Em 2006, o Brasil recebeu o certificado internacional de eliminação do 'Triatoma infestans', principal espécie de barbeiro responsável pela transmissão domiciliar da infecção (foto: Divulgação)
No Brasil, segundo o Ministério da Saúde, estudos recentes indicam que há entre 1,9 milhões e 4,6 milhões de pessoas infectadas pelo T. cruzi – sendo a grande maioria portadores crônicos – e a doença de Chagas é uma das quatro maiores causas de morte por agravos infecciosos e parasitários. Em 2006, o país recebeu o certificado internacional de eliminação do Triatoma infestans, principal espécie de barbeiro responsável pela transmissão domiciliar da infecção. No entanto, ainda existem focos residuais do vetor e outras espécies de triatomíneos apresentam potencial para colonização de domicílios, reforçando a importância de ações de vigilância e controle. Além disso, a transmissão oral do agravo é uma preocupação no país. De 2008 a 2017, casos desse tipo foram registrados em 21 estados do país. Associada a surtos, a infecção oral ocorre pelo consumo de alimentos infectados pelo T. cruzi, como, por exemplo, açaí ou caldo de cana, nos quais barbeiros são acidentalmente triturados durante o preparo dos sucos.

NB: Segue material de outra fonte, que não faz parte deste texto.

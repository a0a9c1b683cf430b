use std::fmt;

use thiserror::Error as ThisError;

/// Errors that can occur while building or registering metrics.
#[derive(Clone, Debug, PartialEq, ThisError)]
pub enum Error {
    /// A required configuration field was empty or absent.
    ///
    /// Raised before any instrument is constructed.
    #[error("invalid configuration: required field `{field}` is missing")]
    ConfigInvalid {
        /// Path of the offending field, e.g. `requests.labels`.
        field: &'static str,
    },

    /// The storage layer rejected otherwise complete parameters.
    #[error("failed to construct metric `{name}`: {reason}")]
    ConstructionFailed {
        /// Name of the metric that could not be built.
        name: String,
        /// Why the parameters were rejected.
        reason: String,
    },

    /// A strategy declared no fields at all.
    #[error("strategies need at least one field")]
    EmptyStrategy,

    /// A strategy field is neither an instrument nor a nested strategy.
    #[error("field `{field}` is neither a metric collector nor a strategy")]
    UnsupportedField {
        /// Name of the offending field.
        field: &'static str,
    },

    /// A member handed to [`register_collectors`](crate::register_collectors) is neither a metric
    /// collector nor a strategy.
    #[error("member {index} is neither a metric collector nor a strategy")]
    UnsupportedMember {
        /// Position of the offending member in the list.
        index: usize,
    },

    /// The catalogue already holds a metric under this fully-qualified name.
    #[error("duplicate metric: `{name}` is already registered")]
    DuplicateMetric {
        /// Fully-qualified name that collided.
        name: String,
    },

    /// The number of label values does not match the metric's label names.
    #[error("metric `{name}` expects {expected} label values, got {actual}")]
    LabelCardinality {
        /// Fully-qualified name of the metric.
        name: String,
        /// Number of label names the metric was declared with.
        expected: usize,
        /// Number of label values that were supplied.
        actual: usize,
    },
}

/// Metric kind.
#[derive(Clone, Copy, Debug, Eq, Hash, Ord, PartialEq, PartialOrd)]
pub enum MetricKind {
    /// Monotonically increasing total.
    Counter,
    /// Arbitrary value that can go up and down.
    Gauge,
    /// Observations counted into pre-defined buckets.
    Histogram,
    /// Observations summarised as quantiles.
    Summary,
}

impl MetricKind {
    /// Gets the lowercase name of this kind, as used by Prometheus `TYPE` lines.
    pub fn as_str(&self) -> &'static str {
        match self {
            MetricKind::Counter => "counter",
            MetricKind::Gauge => "gauge",
            MetricKind::Histogram => "histogram",
            MetricKind::Summary => "summary",
        }
    }

    /// Label name the exposition of this kind adds on its own, if any.
    pub(crate) fn reserved_label(&self) -> Option<&'static str> {
        match self {
            MetricKind::Histogram => Some("le"),
            MetricKind::Summary => Some("quantile"),
            MetricKind::Counter | MetricKind::Gauge => None,
        }
    }
}

impl fmt::Display for MetricKind {
    fn fmt(&self, f: &mut fmt::Formatter<'_>) -> fmt::Result {
        f.write_str(self.as_str())
    }
}

/// Immutable identity of a metric: what the catalogue claims when it is registered.
#[derive(Clone, Debug, Eq, Hash, PartialEq)]
pub struct Descriptor {
    namespace: String,
    name: String,
    help: String,
    labels: Vec<String>,
    kind: MetricKind,
}

impl Descriptor {
    pub(crate) fn new(opts: &MetricOpts, kind: MetricKind) -> Descriptor {
        Descriptor {
            namespace: opts.namespace.clone(),
            name: opts.name.clone(),
            help: opts.help.clone(),
            labels: opts.labels.clone(),
            kind,
        }
    }

    /// Gets the namespace.
    pub fn namespace(&self) -> &str {
        &self.namespace
    }

    /// Gets the metric name, without the namespace.
    pub fn name(&self) -> &str {
        &self.name
    }

    /// Gets the fully-qualified name: `<namespace>_<name>`.
    pub fn fq_name(&self) -> String {
        format!("{}_{}", self.namespace, self.name)
    }

    /// Gets the help text.
    pub fn help(&self) -> &str {
        &self.help
    }

    /// Gets the label names, in declaration order.
    pub fn labels(&self) -> &[String] {
        &self.labels
    }

    /// Gets the metric kind.
    pub fn kind(&self) -> MetricKind {
        self.kind
    }
}

/// Options shared by every instrument kind.
///
/// All four fields are required: see [`Validate`].
#[derive(Clone, Debug, Default, Eq, PartialEq)]
pub struct MetricOpts {
    /// Namespace prefixed to the metric name.
    pub namespace: String,
    /// Metric name, without the namespace.
    pub name: String,
    /// Help text describing the metric.
    pub help: String,
    /// Label names, in the order label values will be supplied.
    pub labels: Vec<String>,
}

impl MetricOpts {
    /// Creates a new [`MetricOpts`].
    pub fn new<N, M, H, I, L>(namespace: N, name: M, help: H, labels: I) -> MetricOpts
    where
        N: Into<String>,
        M: Into<String>,
        H: Into<String>,
        I: IntoIterator<Item = L>,
        L: Into<String>,
    {
        MetricOpts {
            namespace: namespace.into(),
            name: name.into(),
            help: help.into(),
            labels: labels.into_iter().map(Into::into).collect(),
        }
    }

    /// Returns a copy of these options under a different name.
    #[must_use]
    pub fn renamed(&self, name: impl Into<String>) -> MetricOpts {
        MetricOpts { name: name.into(), ..self.clone() }
    }
}

impl Validate for MetricOpts {
    fn validate(&self) -> Result<(), Error> {
        required_str(&self.namespace, "namespace")?;
        required_str(&self.name, "name")?;
        required_str(&self.help, "help")?;
        required_labels(&self.labels, "labels")
    }
}

/// Structural validation of configuration.
///
/// Implementations check that every required field is present, in a fixed order, and report the
/// first one that is missing.
pub trait Validate {
    /// Validates the configuration.
    ///
    /// ## Errors
    ///
    /// Returns [`Error::ConfigInvalid`] naming the first missing field.
    fn validate(&self) -> Result<(), Error>;
}

pub(crate) fn required_str(value: &str, field: &'static str) -> Result<(), Error> {
    if value.is_empty() {
        return Err(Error::ConfigInvalid { field });
    }
    Ok(())
}

pub(crate) fn required_labels(labels: &[String], field: &'static str) -> Result<(), Error> {
    if labels.is_empty() {
        return Err(Error::ConfigInvalid { field });
    }
    Ok(())
}

/// Returns `true` if `name` is a valid fully-qualified metric name: `[a-zA-Z_:][a-zA-Z0-9_:]*`.
pub(crate) fn valid_metric_name(name: &str) -> bool {
    let mut chars = name.chars();
    match chars.next() {
        Some(first) if valid_metric_name_start_character(first) => {
            chars.all(valid_metric_name_character)
        }
        _ => false,
    }
}

/// Returns `true` if `name` is a valid label name: `[a-zA-Z_][a-zA-Z0-9_]*`.
pub(crate) fn valid_label_name(name: &str) -> bool {
    let mut chars = name.chars();
    match chars.next() {
        Some(first) if valid_label_name_start_character(first) => {
            chars.all(valid_label_name_character)
        }
        _ => false,
    }
}

#[inline]
fn valid_metric_name_start_character(c: char) -> bool {
    c.is_ascii_alphabetic() || c == '_' || c == ':'
}

#[inline]
fn valid_metric_name_character(c: char) -> bool {
    c.is_ascii_alphanumeric() || c == '_' || c == ':'
}

#[inline]
fn valid_label_name_start_character(c: char) -> bool {
    c.is_ascii_alphabetic() || c == '_'
}

#[inline]
fn valid_label_name_character(c: char) -> bool {
    c.is_ascii_alphanumeric() || c == '_'
}

/// Resolves a metric name: a non-empty override wins, otherwise the default is used.
pub(crate) fn name_or_default<F>(name: Option<&str>, default: F) -> String
where
    F: FnOnce() -> String,
{
    match name {
        Some(name) if !name.is_empty() => name.to_string(),
        _ => default(),
    }
}
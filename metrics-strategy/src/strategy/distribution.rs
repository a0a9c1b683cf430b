use std::sync::Arc;

use metrics::{Histogram, HistogramFn};

use super::{Field, Strategy};
use crate::common::{Error, MetricOpts, Validate};
use crate::instrument::{new_histogram, new_summary, HistogramVec, SummaryVec};
use crate::storage::{BucketCell, Objective, SummaryCell};

/// One logical measurement exposed as both a histogram and a summary.
///
/// The histogram is named `<name>_hist` and the summary `<name>_sum`; both share the namespace,
/// help text and labels. Histograms aggregate well across instances, summaries give precise
/// quantiles per instance, and a distribution keeps the two in step.
#[derive(Clone, Debug)]
pub struct Distribution {
    histogram: HistogramVec,
    summary: SummaryVec,
    opts: MetricOpts,
}

impl Distribution {
    /// Creates a [`Distribution`].
    ///
    /// `buckets` are passed to the histogram and `objectives` to the summary, unmodified. Either
    /// half failing to build fails the whole distribution.
    ///
    /// ## Errors
    ///
    /// Returns [`Error::ConfigInvalid`] if a required option is missing, before anything is
    /// built, and [`Error::ConstructionFailed`] if either half rejects its parameters.
    pub fn new(
        opts: &MetricOpts,
        buckets: Option<&[f64]>,
        objectives: Option<&[Objective]>,
    ) -> Result<Distribution, Error> {
        opts.validate()?;

        let histogram = new_histogram(&opts.renamed(histogram_name(&opts.name)), buckets)?;
        let summary = new_summary(&opts.renamed(summary_name(&opts.name)), objectives)?;

        Ok(Distribution { histogram, summary, opts: opts.clone() })
    }

    /// Gets a handle that records every observation into both the histogram and the summary.
    ///
    /// ## Errors
    ///
    /// Returns [`Error::LabelCardinality`] if the number of values doesn't match the label names.
    pub fn with_label_values(&self, values: &[&str]) -> Result<Histogram, Error> {
        let histogram = self.histogram.child(values)?;
        let summary = self.summary.child(values)?;
        Ok(Histogram::from_arc(Arc::new(Paired { histogram, summary })))
    }

    /// Gets the histogram half.
    pub fn histogram(&self) -> &HistogramVec {
        &self.histogram
    }

    /// Gets the summary half.
    pub fn summary(&self) -> &SummaryVec {
        &self.summary
    }

    /// Gets the base name both halves are derived from.
    pub fn name(&self) -> &str {
        &self.opts.name
    }

    /// Gets the name of the histogram half.
    pub fn histogram_name(&self) -> String {
        histogram_name(&self.opts.name)
    }

    /// Gets the name of the summary half.
    pub fn summary_name(&self) -> String {
        summary_name(&self.opts.name)
    }
}

impl Strategy for Distribution {
    fn fields(&self) -> Vec<Field<'_>> {
        vec![Field::new("histogram", &self.histogram), Field::new("summary", &self.summary)]
    }
}

fn histogram_name(name: &str) -> String {
    format!("{}_hist", name)
}

fn summary_name(name: &str) -> String {
    format!("{}_sum", name)
}

struct Paired {
    histogram: Arc<BucketCell>,
    summary: Arc<SummaryCell>,
}

impl HistogramFn for Paired {
    fn record(&self, value: f64) {
        self.histogram.record(value);
        self.summary.record(value);
    }
}

#[cfg(test)]
mod tests {
    use super::Distribution;
    use crate::catalogue::{Catalogue, Registerer};
    use crate::common::{Error, MetricKind, MetricOpts};
    use crate::storage::{Objective, Value};
    use crate::strategy::Strategy;

    fn opts() -> MetricOpts {
        MetricOpts::new("foobar", "foo", "bar", ["baz", "qux", "quux"])
    }

    #[test]
    fn test_new_distribution() {
        let objectives = [
            Objective::new(0.5, 0.05),
            Objective::new(0.9, 0.01),
            Objective::new(0.99, 0.001),
        ];
        let dist = Distribution::new(&opts(), Some(&[0.5, 1.5, 2.0]), Some(&objectives))
            .expect("distribution");

        assert_eq!(dist.name(), "foo");
        assert_eq!(dist.histogram_name(), "foo_hist");
        assert_eq!(dist.summary_name(), "foo_sum");

        let hist = dist.histogram().descriptor();
        assert_eq!(hist.kind(), MetricKind::Histogram);
        assert_eq!(hist.fq_name(), "foobar_foo_hist");
        assert_eq!(dist.histogram().buckets(), vec![0.5, 1.5, 2.0]);

        let sum = dist.summary().descriptor();
        assert_eq!(sum.kind(), MetricKind::Summary);
        assert_eq!(sum.fq_name(), "foobar_foo_sum");
        assert_eq!(dist.summary().quantiles().len(), 3);

        for descriptor in [hist, sum] {
            assert_eq!(descriptor.namespace(), "foobar");
            assert_eq!(descriptor.help(), "bar");
            assert_eq!(descriptor.labels(), ["baz", "qux", "quux"]);
        }
    }

    #[test]
    fn test_names_match_what_was_built() {
        let dist = Distribution::new(&opts(), None, None).expect("distribution");

        // Asking twice gives the same answer, and it matches the constructed metrics.
        assert_eq!(dist.histogram_name(), dist.histogram_name());
        assert_eq!(dist.histogram_name(), dist.histogram().descriptor().name());
        assert_eq!(dist.summary_name(), dist.summary().descriptor().name());
    }

    #[test]
    fn test_missing_fields() {
        let result = Distribution::new(&MetricOpts { help: String::new(), ..opts() }, None, None);
        assert_eq!(result.map(|_| ()), Err(Error::ConfigInvalid { field: "help" }));
    }

    #[test]
    fn test_no_partial_distribution() {
        let bad_buckets = Distribution::new(&opts(), Some(&[1.0, 0.5]), None);
        assert!(matches!(bad_buckets, Err(Error::ConstructionFailed { .. })));

        // The histogram builds fine here; the summary does not.
        let bad_objectives = Distribution::new(&opts(), None, Some(&[Objective::new(0.5, 2.0)]));
        match bad_objectives {
            Err(Error::ConstructionFailed { name, .. }) => assert_eq!(name, "foobar_foo_sum"),
            other => panic!("unexpected result: {:?}", other),
        }
    }

    #[test]
    fn test_records_into_both_halves() {
        let dist = Distribution::new(&opts(), Some(&[1.0, 2.0]), None).expect("distribution");
        let handle = dist.with_label_values(&["a", "b", "c"]).expect("handle");
        handle.record(0.5);
        handle.record(1.5);

        let hist = dist.histogram().collect();
        assert_eq!(
            hist.samples[0].value,
            Value::Histogram { buckets: vec![(1.0, 1), (2.0, 2)], count: 2, sum: 2.0 }
        );

        match &dist.summary().collect().samples[0].value {
            Value::Summary { count, sum, .. } => {
                assert_eq!(*count, 2);
                assert_eq!(*sum, 2.0);
            }
            other => panic!("unexpected value: {:?}", other),
        }

        let result = dist.with_label_values(&["a"]).map(|_| ());
        assert!(matches!(result, Err(Error::LabelCardinality { expected: 3, actual: 1, .. })));
    }

    #[test]
    fn test_register_both_halves() {
        let dist = Distribution::new(&opts(), None, None).expect("distribution");
        let catalogue = Catalogue::new();
        dist.register(&catalogue).expect("registered");

        assert_eq!(catalogue.len(), 2);
        assert!(catalogue.contains("foobar_foo_hist"));
        assert!(catalogue.contains("foobar_foo_sum"));
    }

    #[test]
    fn test_register_is_not_transactional() {
        let dist = Distribution::new(&opts(), None, None).expect("distribution");
        let squatter = Distribution::new(&opts(), None, None).expect("distribution");
        let catalogue = Catalogue::new();
        catalogue.register(squatter.summary().collector()).expect("registered");

        assert_eq!(
            dist.register(&catalogue),
            Err(Error::DuplicateMetric { name: "foobar_foo_sum".to_string() })
        );
        // The histogram went in before the summary collided.
        assert_eq!(catalogue.len(), 2);
        assert!(catalogue.contains("foobar_foo_hist"));
    }
}
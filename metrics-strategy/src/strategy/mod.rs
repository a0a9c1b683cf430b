//! Strategies: composites of metrics and other strategies, registered with a single call.
//!
//! A strategy lists its members, in declaration order, through [`Strategy::fields`]. Each member
//! reports what it is capable of through [`Member`]: either it is a metric that can be handed to
//! a [`Registerer`], or it is itself a strategy that knows how to register its own members. The
//! registration engine, [`register_fields`], relies on nothing else, so strategies nest to any
//! depth and new ones need no changes to the engine.
//!
//! ```
//! use metrics_strategy::{
//!     new_counter, new_gauge, Catalogue, CounterVec, Field, GaugeVec, Member, MetricOpts,
//!     Strategy,
//! };
//!
//! struct Queue {
//!     enqueued: CounterVec,
//!     depth: GaugeVec,
//! }
//!
//! impl Strategy for Queue {
//!     fn fields(&self) -> Vec<Field<'_>> {
//!         vec![Field::new("enqueued", &self.enqueued), Field::new("depth", &self.depth)]
//!     }
//! }
//!
//! impl Member for Queue {
//!     fn as_strategy(&self) -> Option<&dyn Strategy> {
//!         Some(self)
//!     }
//! }
//!
//! let queue = Queue {
//!     enqueued: new_counter(&MetricOpts::new("jobs", "enqueued_total", "Jobs enqueued", ["queue"]))?,
//!     depth: new_gauge(&MetricOpts::new("jobs", "depth", "Jobs waiting", ["queue"]))?,
//! };
//!
//! let catalogue = Catalogue::new();
//! queue.register(&catalogue)?;
//! assert!(catalogue.contains("jobs_enqueued_total"));
//! assert!(catalogue.contains("jobs_depth"));
//! # Ok::<(), metrics_strategy::Error>(())
//! ```
use std::{fmt, sync::Arc};

use tracing::debug;

use crate::catalogue::Registerer;
use crate::common::Error;
use crate::instrument::{Collector, CounterVec, GaugeVec, HistogramVec, SummaryVec};

mod distribution;
pub use self::distribution::Distribution;

mod golden;
pub use self::golden::{
    FourGoldenSignals, FourGoldenSignalsOpts, GoldenErrorsOpts, LatencyOpts, SaturationOpts,
    TrafficOpts,
};

mod red;
pub use self::red::{Red, RedDurationOpts, RedErrorsOpts, RedOpts, RedRequestsOpts};

mod usage;
pub use self::usage::{Use, UseErrorsOpts, UseOpts, UseSaturationOpts, UseUtilizationOpts};

/// A composite of metrics and nested strategies.
pub trait Strategy {
    /// Gets the members of this strategy, in declaration order.
    fn fields(&self) -> Vec<Field<'_>>;

    /// Registers every metric reachable from this strategy.
    ///
    /// The default implementation defers to [`register_fields`]; see there for the exact
    /// semantics. Registration is **not transactional**: if it fails part way, whatever was
    /// registered before the failing field stays registered.
    ///
    /// ## Errors
    ///
    /// See [`register_fields`].
    fn register(&self, registry: &dyn Registerer) -> Result<(), Error> {
        register_fields(self, registry)
    }
}

/// Capabilities of a strategy member.
///
/// Both methods default to `None`: a type that overrides neither is rejected by the registration
/// engine with [`Error::UnsupportedField`].
pub trait Member {
    /// Gets the collector to register if this member is a metric.
    fn as_collector(&self) -> Option<Arc<dyn Collector>> {
        None
    }

    /// Gets this member as a strategy if it is a composite.
    fn as_strategy(&self) -> Option<&dyn Strategy> {
        None
    }
}

/// A named member of a strategy.
#[derive(Clone, Copy)]
pub struct Field<'a> {
    name: &'static str,
    member: &'a dyn Member,
}

impl<'a> Field<'a> {
    /// Creates a new [`Field`].
    pub fn new(name: &'static str, member: &'a dyn Member) -> Field<'a> {
        Field { name, member }
    }

    /// Gets the field name.
    pub fn name(&self) -> &'static str {
        self.name
    }

    /// Gets the member.
    pub fn member(&self) -> &'a dyn Member {
        self.member
    }
}

impl fmt::Debug for Field<'_> {
    fn fmt(&self, f: &mut fmt::Formatter<'_>) -> fmt::Result {
        f.debug_struct("Field").field("name", &self.name).finish_non_exhaustive()
    }
}

/// Registers every field of a strategy, in declaration order.
///
/// Metrics are handed to `registry` directly; nested strategies are asked to register
/// themselves, and any error they return is propagated unchanged.
///
/// Registration is **not transactional**. Processing stops at the first failing field, and the
/// fields registered before it remain registered: nothing is rolled back. Callers that need all
/// or nothing should treat any error as fatal, which is the typical "register once at startup"
/// usage.
///
/// ## Errors
///
/// - [`Error::EmptyStrategy`] if the strategy has no fields. The registry is not touched.
/// - [`Error::DuplicateMetric`] if the registry already holds one of the metrics.
/// - [`Error::UnsupportedField`] if a field is neither a metric nor a strategy.
/// - Any error returned by a nested strategy.
pub fn register_fields<S>(strategy: &S, registry: &dyn Registerer) -> Result<(), Error>
where
    S: Strategy + ?Sized,
{
    let fields = strategy.fields();
    if fields.is_empty() {
        return Err(Error::EmptyStrategy);
    }

    for field in fields {
        let member = field.member();
        if let Some(collector) = member.as_collector() {
            debug!(field = field.name(), metric = %collector.descriptor().fq_name(), "registering field");
            registry.register(collector)?;
        } else if let Some(nested) = member.as_strategy() {
            debug!(field = field.name(), "registering nested strategy");
            nested.register(registry)?;
        } else {
            return Err(Error::UnsupportedField { field: field.name() });
        }
    }

    Ok(())
}

/// Registers a list of members that do not belong to any strategy, in order.
///
/// Metrics are handed to `registry` directly and strategies register themselves, exactly as
/// [`register_fields`] treats the fields of a strategy. An empty list is not an error. The same
/// failure model applies: processing stops at the first error and nothing is rolled back.
///
/// ## Errors
///
/// - [`Error::DuplicateMetric`] if the registry already holds one of the metrics.
/// - [`Error::UnsupportedMember`] if a member is neither a metric nor a strategy.
/// - Any error returned by a strategy.
pub fn register_collectors(
    registry: &dyn Registerer,
    members: &[&dyn Member],
) -> Result<(), Error> {
    for (index, member) in members.iter().enumerate() {
        if let Some(collector) = member.as_collector() {
            debug!(index, metric = %collector.descriptor().fq_name(), "registering collector");
            registry.register(collector)?;
        } else if let Some(strategy) = member.as_strategy() {
            debug!(index, "registering strategy");
            strategy.register(registry)?;
        } else {
            return Err(Error::UnsupportedMember { index });
        }
    }

    Ok(())
}

macro_rules! collector_member {
    ($($handle:ty),+) => {
        $(
            impl Member for $handle {
                fn as_collector(&self) -> Option<Arc<dyn Collector>> {
                    Some(self.collector())
                }
            }
        )+
    };
}

collector_member!(CounterVec, GaugeVec, HistogramVec, SummaryVec);

macro_rules! strategy_member {
    ($($strategy:ty),+) => {
        $(
            impl Member for $strategy {
                fn as_strategy(&self) -> Option<&dyn Strategy> {
                    Some(self)
                }
            }
        )+
    };
}

strategy_member!(Distribution, Red, Use, FourGoldenSignals);

#[cfg(test)]
mod tests {
    use std::sync::Arc;

    use mockall::Sequence;

    use super::{register_collectors, register_fields, Field, Member, Strategy};
    use crate::catalogue::{Catalogue, Registerer};
    use crate::common::{Error, MetricOpts};
    use crate::instrument::{new_counter, new_gauge, Collector, CounterVec, GaugeVec};
    use crate::test_util::MockTestRegisterer;

    fn counter(name: &str) -> CounterVec {
        new_counter(&MetricOpts::new("test", name, "help", ["label"])).expect("counter")
    }

    fn gauge(name: &str) -> GaugeVec {
        new_gauge(&MetricOpts::new("test", name, "help", ["label"])).expect("gauge")
    }

    struct Empty;

    impl Strategy for Empty {
        fn fields(&self) -> Vec<Field<'_>> {
            Vec::new()
        }
    }

    struct Note;

    impl Member for Note {}

    struct WithForeign {
        before: CounterVec,
        note: Note,
        after: CounterVec,
    }

    impl Strategy for WithForeign {
        fn fields(&self) -> Vec<Field<'_>> {
            vec![
                Field::new("before", &self.before),
                Field::new("note", &self.note),
                Field::new("after", &self.after),
            ]
        }
    }

    struct Inner {
        depth: GaugeVec,
        dropped: CounterVec,
    }

    impl Strategy for Inner {
        fn fields(&self) -> Vec<Field<'_>> {
            vec![Field::new("depth", &self.depth), Field::new("dropped", &self.dropped)]
        }
    }

    impl Member for Inner {
        fn as_strategy(&self) -> Option<&dyn Strategy> {
            Some(self)
        }
    }

    struct Outer {
        enqueued: CounterVec,
        inner: Inner,
    }

    impl Strategy for Outer {
        fn fields(&self) -> Vec<Field<'_>> {
            vec![Field::new("enqueued", &self.enqueued), Field::new("inner", &self.inner)]
        }
    }

    fn fq_name_is(name: &'static str) -> impl Fn(&Arc<dyn Collector>) -> bool {
        move |collector| collector.descriptor().fq_name() == name
    }

    #[test]
    fn test_empty_strategy_touches_nothing() {
        let mut registry = MockTestRegisterer::new();
        registry.expect_register().times(0);

        assert_eq!(register_fields(&Empty, &registry), Err(Error::EmptyStrategy));
        assert_eq!(Empty.register(&registry), Err(Error::EmptyStrategy));
    }

    #[test]
    fn test_fields_are_registered_in_order() {
        let outer = Outer {
            enqueued: counter("enqueued_total"),
            inner: Inner { depth: gauge("depth"), dropped: counter("dropped_total") },
        };

        let mut registry = MockTestRegisterer::new();
        let mut seq = Sequence::new();
        for name in ["test_enqueued_total", "test_depth", "test_dropped_total"] {
            registry
                .expect_register()
                .withf(fq_name_is(name))
                .times(1)
                .in_sequence(&mut seq)
                .returning(|_| Ok(()));
        }

        assert_eq!(outer.register(&registry), Ok(()));
    }

    #[test]
    fn test_unsupported_field_is_not_transactional() {
        let strategy = WithForeign { before: counter("before"), note: Note, after: counter("after") };

        let catalogue = Catalogue::new();
        assert_eq!(strategy.register(&catalogue), Err(Error::UnsupportedField { field: "note" }));
        assert!(catalogue.contains("test_before"));
        assert!(!catalogue.contains("test_after"));
    }

    #[test]
    fn test_registry_error_stops_processing() {
        let outer = Outer {
            enqueued: counter("enqueued_total"),
            inner: Inner { depth: gauge("depth"), dropped: counter("dropped_total") },
        };

        let mut registry = MockTestRegisterer::new();
        let mut seq = Sequence::new();
        registry
            .expect_register()
            .withf(fq_name_is("test_enqueued_total"))
            .times(1)
            .in_sequence(&mut seq)
            .returning(|_| Ok(()));
        registry
            .expect_register()
            .withf(fq_name_is("test_depth"))
            .times(1)
            .in_sequence(&mut seq)
            .returning(|_| Err(Error::DuplicateMetric { name: "test_depth".to_string() }));

        // `dropped_total` is never offered to the registry.
        assert_eq!(
            outer.register(&registry),
            Err(Error::DuplicateMetric { name: "test_depth".to_string() })
        );
    }

    #[test]
    fn test_nested_registration() {
        let outer = Outer {
            enqueued: counter("enqueued_total"),
            inner: Inner { depth: gauge("depth"), dropped: counter("dropped_total") },
        };

        let catalogue = Catalogue::new();
        outer.register(&catalogue).expect("first registration succeeds");
        assert_eq!(catalogue.len(), 3);

        // Everything is claimed now, so the very first field collides.
        assert_eq!(
            outer.register(&catalogue),
            Err(Error::DuplicateMetric { name: "test_enqueued_total".to_string() })
        );
    }

    #[test]
    fn test_nested_error_is_propagated_unchanged() {
        let catalogue = Catalogue::new();
        let squatter = counter("dropped_total");
        catalogue.register(squatter.collector()).expect("registered");

        let outer = Outer {
            enqueued: counter("enqueued_total"),
            inner: Inner { depth: gauge("depth"), dropped: counter("dropped_total") },
        };

        // The nested strategy's own error reaches the outer caller as is.
        assert_eq!(
            outer.register(&catalogue),
            Err(Error::DuplicateMetric { name: "test_dropped_total".to_string() })
        );
        assert!(catalogue.contains("test_enqueued_total"));
        assert!(catalogue.contains("test_depth"));
    }

    #[test]
    fn test_register_collectors() {
        let requests = counter("requests_total");
        let inner = Inner { depth: gauge("depth"), dropped: counter("dropped_total") };

        let catalogue = Catalogue::new();
        register_collectors(&catalogue, &[&requests, &inner]).expect("registered");
        assert_eq!(catalogue.len(), 3);
        assert!(catalogue.contains("test_requests_total"));
        assert!(catalogue.contains("test_dropped_total"));

        assert_eq!(
            register_collectors(&catalogue, &[&requests]),
            Err(Error::DuplicateMetric { name: "test_requests_total".to_string() })
        );
    }

    #[test]
    fn test_register_collectors_in_order() {
        let first = counter("first_total");
        let second = gauge("second");

        let mut registry = MockTestRegisterer::new();
        let mut seq = Sequence::new();
        for name in ["test_second", "test_first_total"] {
            registry
                .expect_register()
                .withf(fq_name_is(name))
                .times(1)
                .in_sequence(&mut seq)
                .returning(|_| Ok(()));
        }

        assert_eq!(register_collectors(&registry, &[&second, &first]), Ok(()));
    }

    #[test]
    fn test_register_collectors_edge_cases() {
        let mut registry = MockTestRegisterer::new();
        registry.expect_register().times(0);
        assert_eq!(register_collectors(&registry, &[]), Ok(()));

        let before = counter("before");
        let catalogue = Catalogue::new();
        assert_eq!(
            register_collectors(&catalogue, &[&before, &Note]),
            Err(Error::UnsupportedMember { index: 1 })
        );
        assert!(catalogue.contains("test_before"));
    }
}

Por muito tempo, a doença de Chagas foi uma infecção restrita às Américas, em especial à América Latina. No entanto, nas últimas duas décadas, o agravo se espalhou para outros continentes, com casos registrados nos Estados Unidos, Canadá e diversos da Europa, além de Austrália e Japão. Associada principalmente as migrações humanas, a disseminação da doença também foi registrada em casos de transfusão de sangue e doação de órgãos, uma vez que a triagem para a infecção não era realizada em alguns países.
Carlos Chagas: o pesquisador dos sertões
Chagas se formou na Faculdade de Medicina do Rio de Janeiro em 1903, quando teve início o combate à febre amarela pelo médico Oswaldo Cruz, então diretor geral de saúde pública e responsável pelo Instituto Manguinhos (que em 1908 passou a se chamar Instituto Oswaldo Cruz). A doença era um grave problema de saúde pública na capital federal, assolada por epidemias recorrentes que comprometiam a movimentação econômica no porto da então capital federal.
Em 1908, Chagas tornou-se pesquisador do Instituto Oswaldo Cruz, que, além de fabricar vacinas e produtos para atender as demandas sanitárias, se constituía como centro de pesquisa e ensino no campo da microbiologia e da medicina tropical.
Especialista em malária, o cientista foi enviado a Lassance, na zona rural de Minas Gerais, para combater uma epidemia da doença que interrompera obras de ampliação da ferrovia da Central do Brasil. Ao examinar um inseto hematófago popularmente chamado de barbeiro, comum nas casas de pau-a-pique da população pobre no Brasil rural, Carlos Chagas identificou uma nova espécie de tripanossoma, que denominou Trypanosoma cruzi em homenagem a Oswaldo Cruz.
Em 14 de abril de 1909, ao identificar o parasita no sangue de uma criança de Lassance, anunciou a descoberta da nova doença, causada por este protozoário e transmitida pelo barbeiro. Este episódio, marco da história da doença de Chagas, acaba de completar 110 anos.